A few moments browsing government statistics show horrific discrepancies across the country in far too many fields – try poverty, healthcare provision, severity of judicial punishment (for identical crimes, that is), police treatment, access to social welfare, housing, mental health and suicide rates, even life expectancy. Racism is still, somehow, an issue, and the numbers are too dispiriting for Christmas time.

This is the context of the Rhodes Must Fall movement, a Great Britain and university where – despite the best, most laudable intentions in so many places – racism still prevails.

This does not mean that we must by necessity take the Rhodes statue down, however. The way we interact with the past is complex and treacherous: it would be unwise to leap to conclusions and lob him straight into the river, like a replay of the Saddam Hussein statue in Baghdad – even though he was a similar murderer and despot.
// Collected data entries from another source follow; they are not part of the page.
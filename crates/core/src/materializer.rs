//! Staging of deployment working directories.
//!
//! Preparing a deployment copies the template content into a fresh
//! per-deployment directory, renders the variable file, and writes the
//! initial record. Nothing here runs external tools; the drivers pick
//! up from the staged directory.

use std::path::{Path, PathBuf};

use serde_json::{Map, Value};
use uuid::Uuid;

use crate::config::Config;
use crate::manifest::{self, AppManifest, Parameter, MANIFEST_FILE};
use crate::record::{AppRecord, DeploymentRecord, InstanceRef};
use crate::store;
use crate::{Error, Result};

/// Name of the rendered terraform variable file.
pub const TFVARS_FILE: &str = "terraform.tfvars";

/// A staged infrastructure deployment.
#[derive(Debug)]
pub struct Prepared {
    pub record: DeploymentRecord,
    pub dir: PathBuf,
}

/// A staged application deployment.
#[derive(Debug)]
pub struct PreparedApp {
    pub record: AppRecord,
    pub dir: PathBuf,
}

/// Merge given parameters against the declared ones.
///
/// Declared parameters missing from `given` take their default when
/// one exists. Required parameters with neither a value nor a default
/// are collected and reported together, so the operator sees the full
/// list in one pass instead of one error per retry.
pub fn validate_params(
    declared: &[Parameter],
    given: &Map<String, Value>,
) -> Result<Map<String, Value>> {
    let mut merged = given.clone();
    let mut missing = Vec::new();

    for param in declared {
        if merged.contains_key(&param.name) {
            continue;
        }
        match (&param.default, param.required) {
            (Some(default), _) => {
                merged.insert(param.name.clone(), default.clone());
            }
            (None, true) => missing.push(param.name.clone()),
            (None, false) => {}
        }
    }

    if missing.is_empty() {
        Ok(merged)
    } else {
        Err(Error::MissingParameters(missing))
    }
}

/// Stage an infrastructure deployment from a template.
///
/// # Errors
///
/// Returns `TemplateNotFound` when the template has no manifest,
/// `MissingParameters` when validation fails, and I/O errors from
/// staging the directory.
pub fn prepare(
    config: &Config,
    template_path: &str,
    params: &Map<String, Value>,
) -> Result<Prepared> {
    let manifest =
        manifest::template_info(config, template_path).ok_or_else(|| Error::TemplateNotFound {
            name: template_path.to_string(),
            category: None,
        })?;
    let merged = validate_params(&manifest.parameters, params)?;

    let id = Uuid::new_v4().to_string();
    let dir = config.deployments_dir.join(&id);
    std::fs::create_dir_all(&dir)?;

    copy_contents(&manifest::template_dir(config, template_path), &dir)?;
    write_tfvars(&dir, &merged)?;

    let record = DeploymentRecord::new(id, template_path.to_string(), merged);
    store::create(&dir, &record)?;

    Ok(Prepared { record, dir })
}

/// Stage an application deployment against a target instance.
///
/// Docker applications additionally get a `.env` file rendered from
/// the merged parameters; ansible applications receive theirs as extra
/// vars at install time.
///
/// # Errors
///
/// Returns `MissingParameters` when validation fails and I/O errors
/// from staging the directory.
pub fn prepare_app(
    config: &Config,
    app: &AppManifest,
    instance: InstanceRef,
    platform: &str,
    params: &Map<String, Value>,
) -> Result<PreparedApp> {
    let merged = validate_params(&app.parameters, params)?;

    let id = format!("app-{}", &Uuid::new_v4().simple().to_string()[..8]);
    let dir = config.app_deployments_dir.join(&id);
    std::fs::create_dir_all(&dir)?;

    // Demo catalog apps have no directory on disk; their packaged
    // content is staged at install time instead.
    let source = manifest::app_dir(config, app);
    if source.is_dir() {
        copy_contents(&source, &dir)?;
    }

    if app.kind == crate::record::AppKind::Docker {
        write_env_file(&dir, &merged)?;
    }

    let record = AppRecord::new(
        id,
        app.name.clone(),
        app.kind,
        platform.to_string(),
        instance,
        merged,
    );
    store::create(&dir, &record)?;

    Ok(PreparedApp { record, dir })
}

/// Recursively copy directory contents, skipping manifests.
fn copy_contents(from: &Path, to: &Path) -> Result<()> {
    for entry in std::fs::read_dir(from)? {
        let entry = entry?;
        let src = entry.path();
        let name = entry.file_name();
        if name.to_string_lossy() == MANIFEST_FILE {
            continue;
        }
        let dst = to.join(&name);
        if src.is_dir() {
            std::fs::create_dir_all(&dst)?;
            copy_contents(&src, &dst)?;
        } else {
            std::fs::copy(&src, &dst)?;
        }
    }
    Ok(())
}

/// Render `terraform.tfvars` from the merged parameters.
///
/// Strings are quoted and escaped; booleans and numbers are written
/// literally; lists and maps are written in JSON form, which HCL2
/// accepts for collection values.
fn write_tfvars(dir: &Path, params: &Map<String, Value>) -> Result<()> {
    let mut out = String::new();
    for (key, value) in params {
        out.push_str(&format!("{key} = {}\n", hcl_value(value)));
    }
    std::fs::write(dir.join(TFVARS_FILE), out)?;
    Ok(())
}

fn hcl_value(value: &Value) -> String {
    match value {
        Value::String(s) => format!("\"{}\"", s.replace('\\', "\\\\").replace('"', "\\\"")),
        other => other.to_string(),
    }
}

/// Render a docker `.env` file from the merged parameters. Keys are
/// upper-cased to match compose conventions.
fn write_env_file(dir: &Path, params: &Map<String, Value>) -> Result<()> {
    let mut out = String::new();
    for (key, value) in params {
        let rendered = match value {
            Value::String(s) => s.clone(),
            other => other.to_string(),
        };
        out.push_str(&format!("{}={rendered}\n", key.to_uppercase()));
    }
    std::fs::write(dir.join(".env"), out)?;
    Ok(())
}

#[cfg(test)]
mod tests {
    use super::*;
    use crate::record::{AppKind, AppStatus, DeployStatus};
    use serde_json::json;

    fn param(name: &str, default: Option<Value>, required: bool) -> Parameter {
        Parameter {
            name: name.to_string(),
            description: String::new(),
            default,
            required,
        }
    }

    fn test_config(root: &Path) -> Config {
        Config {
            templates_dir: root.join("templates"),
            deployments_dir: root.join("deployments"),
            app_deployments_dir: root.join("app_deployments"),
            ..Config::default()
        }
    }

    #[test]
    fn test_validate_fills_defaults() {
        let declared = vec![
            param("region", Some(json!("us-east-1")), false),
            param("count", Some(json!(2)), false),
        ];
        let merged = validate_params(&declared, &Map::new()).unwrap();
        assert_eq!(merged["region"], "us-east-1");
        assert_eq!(merged["count"], 2);
    }

    #[test]
    fn test_validate_reports_all_missing_at_once() {
        let declared = vec![
            param("a", None, true),
            param("b", Some(json!("x")), true),
            param("c", None, true),
        ];
        let err = validate_params(&declared, &Map::new()).unwrap_err();
        assert_eq!(err.to_string(), "missing required parameters: a, c");
        match err {
            Error::MissingParameters(names) => assert_eq!(names, vec!["a", "c"]),
            other => panic!("unexpected error: {other}"),
        }
    }

    #[test]
    fn test_validate_given_wins_over_default() {
        let declared = vec![param("region", Some(json!("us-east-1")), false)];
        let mut given = Map::new();
        given.insert("region".to_string(), json!("eu-west-1"));
        let merged = validate_params(&declared, &given).unwrap();
        assert_eq!(merged["region"], "eu-west-1");
    }

    #[test]
    fn test_prepare_stages_directory() {
        let tmp = tempfile::tempdir().unwrap();
        let config = test_config(tmp.path());

        let template = config.terraform_templates_dir().join("aws/vpc");
        std::fs::create_dir_all(&template).unwrap();
        std::fs::write(template.join("main.tf"), "# tf").unwrap();
        std::fs::write(
            template.join(MANIFEST_FILE),
            "name: VPC\nprovider: aws\nparameters:\n  - name: cidr\n    default: 10.0.0.0/16\n",
        )
        .unwrap();

        let prepared = prepare(&config, "aws/vpc", &Map::new()).unwrap();
        assert_eq!(prepared.record.status, DeployStatus::Prepared);
        assert!(prepared.dir.join("main.tf").is_file());
        assert!(!prepared.dir.join(MANIFEST_FILE).exists());

        let tfvars = std::fs::read_to_string(prepared.dir.join(TFVARS_FILE)).unwrap();
        assert_eq!(tfvars, "cidr = \"10.0.0.0/16\"\n");

        let stored: DeploymentRecord = store::read(&prepared.dir).unwrap().unwrap();
        assert_eq!(stored.id, prepared.record.id);
        assert_eq!(stored.template, "aws/vpc");
    }

    #[test]
    fn test_prepare_unknown_template() {
        let tmp = tempfile::tempdir().unwrap();
        let config = test_config(tmp.path());
        let err = prepare(&config, "aws/nope", &Map::new()).unwrap_err();
        assert!(matches!(err, Error::TemplateNotFound { .. }));
    }

    #[test]
    fn test_tfvars_value_forms() {
        assert_eq!(hcl_value(&json!("plain")), "\"plain\"");
        assert_eq!(hcl_value(&json!("say \"hi\"")), "\"say \\\"hi\\\"\"");
        assert_eq!(hcl_value(&json!(3)), "3");
        assert_eq!(hcl_value(&json!(true)), "true");
        assert_eq!(hcl_value(&json!(["a", "b"])), "[\"a\",\"b\"]");
    }

    #[test]
    fn test_prepare_app_docker_env() {
        let tmp = tempfile::tempdir().unwrap();
        let config = test_config(tmp.path());

        let app = AppManifest {
            name: "Nextcloud".to_string(),
            kind: AppKind::Docker,
            description: String::new(),
            platforms: vec!["aws".to_string()],
            parameters: vec![param("data_dir", Some(json!("/srv/nextcloud")), false)],
        };
        let instance = InstanceRef {
            name: "web".to_string(),
            ip: "10.0.0.5".to_string(),
            id: String::new(),
            deployment_id: "d-1".to_string(),
        };

        let prepared = prepare_app(&config, &app, instance, "aws", &Map::new()).unwrap();
        assert!(prepared.record.id.starts_with("app-"));
        assert_eq!(prepared.record.status, AppStatus::Prepared);

        let env = std::fs::read_to_string(prepared.dir.join(".env")).unwrap();
        assert_eq!(env, "DATA_DIR=/srv/nextcloud\n");
    }
}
Oriel’s careful plan for a “structured six-month listening exercise” involving “students and staff of the College and the wider University, alumni, heritage bodies, Oxford City Council, residents of Oxford, and other members of the public” should be commended.

What is in no way praiseworthy, however, is any discussion of the issue that fails to engage with the voices of those who are actually affected by the issue: the individuals who undergo prejudice and systemic discrimination on a daily basis, who have these questions of racial prejudice, of the statue and celebratory plaque as very real parts of their lives. I wish it was, but the legacy of colonialism is not just some fascinating intellectual issue, three sides of A4 for Tuesday, but a direct and violent part of the lives of far too many students in Oxford. Any muting of these voices is toxic.
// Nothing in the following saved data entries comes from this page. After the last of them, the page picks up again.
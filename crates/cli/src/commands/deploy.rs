use anyhow::{Context, Result};
use clap::{Args, Subcommand};
use colored::Colorize;
use dialoguer::{theme::ColorfulTheme, Confirm};
use tracing::debug;

use stratus_core::driver::{self, TerraformDriver};
use stratus_core::record::DeploymentRecord;
use stratus_core::{manifest, store, Config, Error};

use crate::ui;

/// Deploy and manage infrastructure
#[derive(Args)]
pub struct DeployCommand {
    #[command(subcommand)]
    action: DeployAction,
}

#[derive(Subcommand)]
enum DeployAction {
    /// List available templates, grouped by provider
    List,

    /// Deploy infrastructure from a template
    Run {
        /// Template path, e.g. aws/vpc
        template: String,

        /// Template parameter, repeatable (key=value)
        #[arg(short, long = "param", value_name = "KEY=VALUE")]
        params: Vec<String>,

        /// Apply without asking for plan confirmation
        #[arg(short, long)]
        yes: bool,
    },

    /// List recorded deployments
    Deployments,

    /// Destroy a deployment's infrastructure
    Destroy {
        /// Deployment id
        id: String,

        /// Destroy without confirmation
        #[arg(short, long)]
        yes: bool,
    },
}

impl DeployCommand {
    pub fn run(&self, config: &Config) -> Result<()> {
        match &self.action {
            DeployAction::List => list_templates(config),
            DeployAction::Run {
                template,
                params,
                yes,
            } => deploy(config, template, params, *yes),
            DeployAction::Deployments => list_deployments(config),
            DeployAction::Destroy { id, yes } => destroy(config, id, *yes),
        }
    }
}

fn list_templates(config: &Config) -> Result<()> {
    let templates = manifest::available_templates(config);
    if templates.is_empty() {
        ui::print_warning("No templates found");
        ui::print_info(&format!(
            "Add template directories under {}",
            config.terraform_templates_dir().display()
        ));
        return Ok(());
    }

    ui::print_section("Available templates");
    let mut current_provider = "";
    for template in &templates {
        if template.provider != current_provider {
            println!("{}", template.provider.cyan().bold());
            current_provider = &template.provider;
        }
        println!(
            "  {:<24} {}",
            template.path.bold(),
            template.description.bright_black()
        );
    }
    Ok(())
}

fn deploy(config: &Config, template: &str, params: &[String], yes: bool) -> Result<()> {
    let params = super::parse_params(params)?;

    debug!("Staging {template} under {}", config.deployments_dir.display());
    ui::print_section(&format!("Deploying {template}"));
    ui::print_step("Staging working directory");
    let prepared = stratus_core::materializer::prepare(config, template, &params)
        .context("failed to stage the deployment")?;
    ui::print_detail("id", &prepared.record.id);

    let driver = TerraformDriver::new(config);
    let result = driver::deploy(&prepared.dir, &driver, |plan| {
        println!("\n{plan}");
        if yes {
            return true;
        }
        Confirm::with_theme(&ColorfulTheme::default())
            .with_prompt("Apply this plan?")
            .default(false)
            .interact()
            .unwrap_or(false)
    });

    match result {
        Ok(record) => {
            ui::print_success(&format!("Deployed {} ({})", record.template, record.id));
            if let Some(outputs) = &record.outputs {
                for (name, value) in outputs {
                    ui::print_detail(name, &value.to_string());
                }
            }
            Ok(())
        }
        Err(Error::Cancelled) => {
            println!("{}", "Deployment cancelled.".yellow());
            Ok(())
        }
        Err(e) => {
            ui::print_error("Deployment failed");
            Err(e.into())
        }
    }
}

fn list_deployments(config: &Config) -> Result<()> {
    let records: Vec<DeploymentRecord> = store::list(&config.deployments_dir);
    if records.is_empty() {
        ui::print_info("No deployments recorded");
        return Ok(());
    }

    ui::print_section("Deployments");
    println!(
        "{:<38} {:<20} {:<14} {}",
        "ID".bright_black(),
        "TEMPLATE".bright_black(),
        "STATUS".bright_black(),
        "CREATED".bright_black()
    );
    for record in &records {
        println!(
            "{:<38} {:<20} {:<14} {}",
            record.id,
            record.template,
            ui::colored_status(&record.status.to_string()),
            record.created_at
        );
    }
    Ok(())
}

fn destroy(config: &Config, id: &str, yes: bool) -> Result<()> {
    debug!("Destroying deployment {id}");
    let dir = store::deployment_dir(&config.deployments_dir, id)
        .ok_or_else(|| Error::DeploymentNotFound(id.to_string()))?;
    let record: DeploymentRecord = store::read(&dir)?
        .ok_or_else(|| Error::DeploymentNotFound(id.to_string()))?;

    if !yes {
        let proceed = Confirm::with_theme(&ColorfulTheme::default())
            .with_prompt(format!("Destroy {} ({})?", record.template, record.id))
            .default(false)
            .interact()?;
        if !proceed {
            println!("{}", "Destroy cancelled.".yellow());
            return Ok(());
        }
    }

    let driver = TerraformDriver::new(config);
    let pb = ui::spinner("Destroying infrastructure");
    match driver::destroy(&dir, &driver) {
        Ok(_) => {
            ui::finish_spinner(&pb, "done");
            ui::print_success(&format!("Destroyed {id}"));
            Ok(())
        }
        Err(e) => {
            ui::finish_spinner(&pb, "failed");
            ui::print_error("Destroy failed");
            Err(e.into())
        }
    }
}
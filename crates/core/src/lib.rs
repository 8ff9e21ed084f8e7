//! Core deployment engine for the Stratus CLI.
//!
//! This crate owns everything between "the user named a template" and
//! "an external tool ran against a staged working directory": template
//! resolution, deployment materialization, the external tool drivers
//! with their lifecycle state machines, and the per-deployment JSON
//! metadata records that survive between CLI invocations.

pub mod config;
pub mod demo;
pub mod driver;
pub mod error;
pub mod instances;
pub mod inventory;
pub mod manifest;
pub mod materializer;
pub mod record;
pub mod resolver;
pub mod store;

pub use config::Config;
pub use error::Error;

/// Convenience result alias used across the crate.
pub type Result<T> = std::result::Result<T, Error>;
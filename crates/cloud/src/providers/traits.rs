//! Provider trait and common connection types.

use std::collections::BTreeMap;
use std::path::PathBuf;

use thiserror::Error;
use tracing::debug;

/// Errors that can occur while connecting to a provider.
#[derive(Error, Debug)]
pub enum ConnectError {
    /// The provider's CLI could not be found on PATH.
    #[error("'{cli}' is not installed or not in PATH ({hint})")]
    CliMissing { cli: String, hint: String },

    /// A credential field the provider requires is absent.
    ///
    /// Always carries the full list, collected in one pass.
    #[error("missing credential fields: {}", .0.join(", "))]
    MissingCredentials(Vec<String>),

    /// Credentials file I/O failed.
    #[error(transparent)]
    Io(#[from] std::io::Error),

    /// Credentials file parse failure.
    #[error("invalid credentials file: {0}")]
    Parse(#[from] serde_yaml::Error),
}

/// An established provider session.
///
/// Holds the resolved CLI path (when the provider has one) and the
/// environment variables its tooling expects. The session never
/// contains more than what came out of the credential store.
#[derive(Debug)]
pub struct Session {
    pub provider: String,
    pub cli_path: Option<PathBuf>,
    pub env: Vec<(String, String)>,
}

/// One cloud provider's connection contract.
pub trait Provider {
    /// Canonical lowercase provider name.
    fn name(&self) -> &'static str;

    /// Local CLI executable, when the provider has one.
    fn cli(&self) -> Option<&'static str>;

    /// Where to get the CLI when it is missing.
    fn install_hint(&self) -> &'static str;

    /// Credential fields that must be present to connect.
    fn required_fields(&self) -> &'static [&'static str];

    /// Mapping from credential field to environment variable.
    fn env_mapping(&self) -> &'static [(&'static str, &'static str)];

    /// Verify the CLI and credentials, producing a session.
    ///
    /// # Errors
    ///
    /// Returns `CliMissing` when the provider's CLI is not on PATH and
    /// `MissingCredentials` naming every absent required field.
    fn connect(&self, creds: &BTreeMap<String, String>) -> Result<Session, ConnectError> {
        let cli_path = match self.cli() {
            Some(cli) => {
                let path = which::which(cli).map_err(|_| ConnectError::CliMissing {
                    cli: cli.to_string(),
                    hint: self.install_hint().to_string(),
                })?;
                debug!("Found {cli} at {}", path.display());
                Some(path)
            }
            None => None,
        };

        let missing: Vec<String> = self
            .required_fields()
            .iter()
            .filter(|f| !creds.contains_key(**f))
            .map(ToString::to_string)
            .collect();
        if !missing.is_empty() {
            return Err(ConnectError::MissingCredentials(missing));
        }

        let env = self
            .env_mapping()
            .iter()
            .filter_map(|(field, var)| {
                creds
                    .get(*field)
                    .map(|value| ((*var).to_string(), value.clone()))
            })
            .collect();

        Ok(Session {
            provider: self.name().to_string(),
            cli_path,
            env,
        })
    }
}
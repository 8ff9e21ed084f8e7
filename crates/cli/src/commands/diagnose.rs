use std::process::Command;

use anyhow::Result;
use clap::Args;
use sysinfo::System;

use crate::commands::monitor::{colored_pct, snapshot};
use crate::ui;

/// Summarize system and service health
#[derive(Args)]
pub struct DiagnoseCommand {
    /// Also check one systemd service
    #[arg(long)]
    service: Option<String>,

    /// Include recent service logs
    #[arg(long)]
    logs: bool,
}

impl DiagnoseCommand {
    pub fn run(&self) -> Result<()> {
        ui::print_section("System diagnosis");

        let mut sys = System::new_all();
        sys.refresh_cpu_usage();
        std::thread::sleep(sysinfo::MINIMUM_CPU_UPDATE_INTERVAL);
        let snap = snapshot(&mut sys);

        ui::print_detail("cpu", &colored_pct(snap.cpu_pct));
        ui::print_detail("memory", &colored_pct(snap.mem_pct));
        ui::print_detail("disk", &colored_pct(snap.disk_pct));

        let mut suggestions = Vec::new();
        if snap.mem_pct >= 90.0 {
            suggestions.push("memory is nearly exhausted, check for leaking processes");
        }
        if snap.disk_pct >= 90.0 {
            suggestions.push("disk is nearly full, clear logs or old deployments");
        }
        if snap.cpu_pct >= 90.0 {
            suggestions.push("CPU is saturated, inspect heavy processes with 'stratus monitor'");
        }

        if let Some(service) = &self.service {
            println!();
            ui::print_step(&format!("Service {service}"));
            run_and_print("systemctl", &["status", service, "--no-pager", "-n", "0"]);
            if self.logs {
                println!();
                ui::print_step("Recent logs");
                run_and_print("journalctl", &["-u", service, "-n", "20", "--no-pager"]);
            }
        }

        println!();
        if suggestions.is_empty() {
            ui::print_success("No resource problems detected");
        } else {
            for suggestion in suggestions {
                ui::print_warning(suggestion);
            }
        }
        Ok(())
    }
}

/// Best-effort external diagnostic; a missing tool is reported, not
/// fatal.
fn run_and_print(program: &str, args: &[&str]) {
    match Command::new(program).args(args).output() {
        Ok(output) => {
            print!("{}", String::from_utf8_lossy(&output.stdout));
            if !output.status.success() {
                print!("{}", String::from_utf8_lossy(&output.stderr));
            }
        }
        Err(_) => ui::print_warning(&format!("'{program}' is not available")),
    }
}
This is why much discussion of the issue has such pernicious effects. Writers in the national press have grossly represented the RMF movement as an “unhistorical” Futurist rush or wild Cultural Revolution-style book-burning erasure of history. It is, unfortunately for their website hit counts, substantially less sensational than either of these. It is little more than a reasoned call for conversation about Britain’s colonial past and present, and an objection to the unconsidered celebration of a hate-filled, deluded individual. Instead there are wild, paranoid accusations and a sort of witch hunt of imaginary bleeding-heart liberals, probably humanities students or vegetarians (horror!). The cause? A failure to even consider listening to the arguments and experiences of those involved in the movement.

A picture has been painted, moreover, of a powerful minority of student activists who are pressing all too successfully for censorship in universities across the country, and the Rhodes Must Fall campaign is seen as a symptom of this. There is a painful lack of faith to facts, here: RMF’s online petition currently has 2324 signees, a strange sort of “small minority”, as one group of academics described the campaign. The irony of accusing the movement of censorship is worse, however, and far more dangerous.
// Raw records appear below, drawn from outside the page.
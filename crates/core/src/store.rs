//! Per-deployment metadata persistence.
//!
//! Every deployment working directory carries a `metadata.json`
//! record. All operations here hit the filesystem synchronously and
//! nothing is cached: a fresh CLI process always observes the latest
//! state. Writes go through a temp file plus atomic rename so a crash
//! mid-write can never tear the record. There is deliberately no
//! cross-process lock: two concurrent invocations mutating the same
//! deployment can still lose an update (documented limitation, see
//! DESIGN.md).

use std::path::{Path, PathBuf};

use serde::de::DeserializeOwned;
use serde::Serialize;
use serde_json::{Map, Value};
use tracing::warn;

use crate::Result;

/// Record file name inside each deployment directory.
pub const METADATA_FILE: &str = "metadata.json";

/// Write the initial record for a freshly materialized deployment.
///
/// # Errors
///
/// Returns an `Io` error if the directory does not exist or is not
/// writable.
pub fn create<T: Serialize>(deployment_dir: &Path, record: &T) -> Result<()> {
    if !deployment_dir.is_dir() {
        return Err(std::io::Error::new(
            std::io::ErrorKind::NotFound,
            format!("deployment directory {} does not exist", deployment_dir.display()),
        )
        .into());
    }
    write_atomic(deployment_dir, &serde_json::to_value(record)?)
}

/// Read the record for a deployment directory.
///
/// Returns `Ok(None)` when no record file exists; callers must treat
/// that as "unknown deployment", not as an error.
///
/// # Errors
///
/// Returns an error if the file exists but cannot be read or parsed.
pub fn read<T: DeserializeOwned>(deployment_dir: &Path) -> Result<Option<T>> {
    let path = deployment_dir.join(METADATA_FILE);
    if !path.exists() {
        return Ok(None);
    }
    let content = std::fs::read_to_string(&path)?;
    Ok(Some(serde_json::from_str(&content)?))
}

/// Shallow-merge `patch` into the existing record: each top-level key
/// in the patch overwrites its counterpart, siblings are untouched.
///
/// Metadata update failure is non-fatal to the surrounding operation
/// (the external tool may already have committed real-world side
/// effects), so failures are logged and reported by the return value
/// rather than raised.
pub fn update(deployment_dir: &Path, patch: &Map<String, Value>) -> bool {
    let path = deployment_dir.join(METADATA_FILE);
    let current = match std::fs::read_to_string(&path) {
        Ok(content) => content,
        Err(e) => {
            warn!("Cannot read record {}: {e}", path.display());
            return false;
        }
    };

    let mut record: Value = match serde_json::from_str(&current) {
        Ok(value) => value,
        Err(e) => {
            warn!("Malformed record {}: {e}", path.display());
            return false;
        }
    };

    match record.as_object_mut() {
        Some(map) => {
            for (key, value) in patch {
                map.insert(key.clone(), value.clone());
            }
        }
        None => {
            warn!("Record {} is not a JSON object", path.display());
            return false;
        }
    }

    if let Err(e) = write_atomic(deployment_dir, &record) {
        warn!("Cannot write record {}: {e}", path.display());
        return false;
    }
    true
}

/// Read every record under `root`: one immediate subdirectory per
/// deployment. Subdirectories with a missing or malformed record are
/// skipped with a warning, never an abort. Results are ordered by
/// directory name for stable listings.
#[must_use]
pub fn list<T: DeserializeOwned>(root: &Path) -> Vec<T> {
    let mut records = Vec::new();
    let entries = match std::fs::read_dir(root) {
        Ok(entries) => entries,
        Err(_) => return records,
    };

    let mut dirs: Vec<PathBuf> = entries
        .filter_map(std::result::Result::ok)
        .map(|e| e.path())
        .filter(|p| p.is_dir())
        .collect();
    dirs.sort();

    for dir in dirs {
        match read::<T>(&dir) {
            Ok(Some(record)) => records.push(record),
            Ok(None) => warn!("No record in {}; skipping", dir.display()),
            Err(e) => warn!("Unreadable record in {}: {e}; skipping", dir.display()),
        }
    }
    records
}

/// Resolve a deployment id to its working directory, if it exists.
#[must_use]
pub fn deployment_dir(root: &Path, id: &str) -> Option<PathBuf> {
    let dir = root.join(id);
    dir.is_dir().then_some(dir)
}

/// Serialize `record` to `metadata.json` via temp file + rename.
fn write_atomic(deployment_dir: &Path, record: &Value) -> Result<()> {
    let tmp = deployment_dir.join(".metadata.json.tmp");
    let path = deployment_dir.join(METADATA_FILE);
    std::fs::write(&tmp, serde_json::to_string_pretty(record)?)?;
    std::fs::rename(&tmp, &path)?;
    Ok(())
}

#[cfg(test)]
mod tests {
    use super::*;
    use crate::record::{DeployStatus, DeploymentRecord};
    use serde_json::json;

    fn sample_record(id: &str) -> DeploymentRecord {
        DeploymentRecord::new(id.to_string(), "aws/vpc".to_string(), Map::new())
    }

    #[test]
    fn test_create_requires_directory() {
        let root = tempfile::tempdir().unwrap();
        let missing = root.path().join("nope");
        assert!(create(&missing, &sample_record("d1")).is_err());
    }

    #[test]
    fn test_create_then_read() {
        let dir = tempfile::tempdir().unwrap();
        create(dir.path(), &sample_record("d1")).unwrap();

        let record: DeploymentRecord = read(dir.path()).unwrap().unwrap();
        assert_eq!(record.id, "d1");
        assert_eq!(record.status, DeployStatus::Prepared);
    }

    #[test]
    fn test_read_missing_is_none() {
        let dir = tempfile::tempdir().unwrap();
        let record: Option<DeploymentRecord> = read(dir.path()).unwrap();
        assert!(record.is_none());
    }

    #[test]
    fn test_update_merges_shallow() {
        let dir = tempfile::tempdir().unwrap();
        create(dir.path(), &sample_record("d1")).unwrap();

        let mut patch = Map::new();
        patch.insert("status".to_string(), json!("deployed"));
        patch.insert("outputs".to_string(), json!({"web_ip": "1.2.3.4"}));
        assert!(update(dir.path(), &patch));

        let record: DeploymentRecord = read(dir.path()).unwrap().unwrap();
        assert_eq!(record.status, DeployStatus::Deployed);
        assert_eq!(record.outputs.unwrap()["web_ip"], "1.2.3.4");
        // Siblings untouched.
        assert_eq!(record.template, "aws/vpc");
    }

    #[test]
    fn test_update_missing_record_reports_false() {
        let dir = tempfile::tempdir().unwrap();
        let mut patch = Map::new();
        patch.insert("status".to_string(), json!("deployed"));
        assert!(!update(dir.path(), &patch));
    }

    #[test]
    fn test_update_leaves_no_temp_file() {
        let dir = tempfile::tempdir().unwrap();
        create(dir.path(), &sample_record("d1")).unwrap();
        let mut patch = Map::new();
        patch.insert("status".to_string(), json!("initializing"));
        assert!(update(dir.path(), &patch));
        assert!(!dir.path().join(".metadata.json.tmp").exists());
    }

    #[test]
    fn test_list_skips_malformed() {
        let root = tempfile::tempdir().unwrap();

        let good = root.path().join("d1");
        std::fs::create_dir(&good).unwrap();
        create(&good, &sample_record("d1")).unwrap();

        let bad = root.path().join("d2");
        std::fs::create_dir(&bad).unwrap();
        std::fs::write(bad.join(METADATA_FILE), "{not json").unwrap();

        let empty = root.path().join("d3");
        std::fs::create_dir(&empty).unwrap();

        let records: Vec<DeploymentRecord> = list(root.path());
        assert_eq!(records.len(), 1);
        assert_eq!(records[0].id, "d1");
    }

    #[test]
    fn test_list_is_idempotent() {
        let root = tempfile::tempdir().unwrap();
        for id in ["a1", "b2", "c3"] {
            let dir = root.path().join(id);
            std::fs::create_dir(&dir).unwrap();
            create(&dir, &sample_record(id)).unwrap();
        }

        let first: Vec<DeploymentRecord> = list(root.path());
        let second: Vec<DeploymentRecord> = list(root.path());
        let ids = |records: &[DeploymentRecord]| {
            records.iter().map(|r| r.id.clone()).collect::<Vec<_>>()
        };
        assert_eq!(ids(&first), ids(&second));
        assert_eq!(first.len(), 3);
    }

    #[test]
    fn test_deployment_dir_lookup() {
        let root = tempfile::tempdir().unwrap();
        let dir = root.path().join("d1");
        std::fs::create_dir(&dir).unwrap();

        assert_eq!(deployment_dir(root.path(), "d1"), Some(dir));
        assert_eq!(deployment_dir(root.path(), "d2"), None);
    }
}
This movement was started as and remains a call for discourse. It represents the voices of people forced into a position of weakness in our society, who are still under-represented in British media and politics. It calls for curriculums that do not erase and censor a writer on account of the colour of their skin, and it gives sound to voices that history has stamped out until far too recently. Those who claim to stand for freedom of speech should examine Rhodes Must Fall carefully, and then examine the actions they have taken towards its voices. Who, are you certain, is silencing who?